The answer must be an exact copy of every entry.

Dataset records
-------------------------
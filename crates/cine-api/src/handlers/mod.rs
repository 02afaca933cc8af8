//! API handlers

pub mod admin;
pub mod health;
pub mod movies;
pub mod recommendations;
-------------------------
EXERCISE OUTPUT
filename crates/cine-api/src/handlers/mod.rs
repository 02afaca933cc8af8
//! API handlers

pub mod admin;
pub mod health;
pub mod movies;
pub mod recommendations;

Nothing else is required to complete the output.